YOUR TASK:
Each line of the data below that includes the string "IntoResponse" must be copied.

Stored data
//! Request handlers.

pub mod executions;
pub mod nodes;
pub mod workflows;

use axum::extract::State;
use axum::response::IntoResponse;
use serde_json::json;

use crate::response::success;
use crate::AppState;

/// Liveness probe with a couple of runtime facts.
pub async fn health(State(state): State<AppState>) -> impl IntoResponse {
    success(
        "ok",
        json!({
            "service": "flowmill",
            "version": env!("CARGO_PKG_VERSION"),
            "active_executions": state.ctx.engine.active_executions().len(),
            "registered_plugins": state.ctx.registry.count(),
        }),
    )
}
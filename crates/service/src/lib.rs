//! `service` crate — the orchestration façade over the state manager, store,
//! engine, and scheduler, plus the application context wiring everything
//! together at startup.

pub mod app;
pub mod error;
pub mod execution_service;
pub mod workflow_service;

pub use app::{AppConfig, AppContext};
pub use error::ServiceError;
pub use execution_service::{ExecutionService, TriggerRequest};
pub use workflow_service::WorkflowService;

WRITTEN RESPONSE:
use axum::response::IntoResponse;
pub async fn health(State(state): State<AppState>) -> impl IntoResponse {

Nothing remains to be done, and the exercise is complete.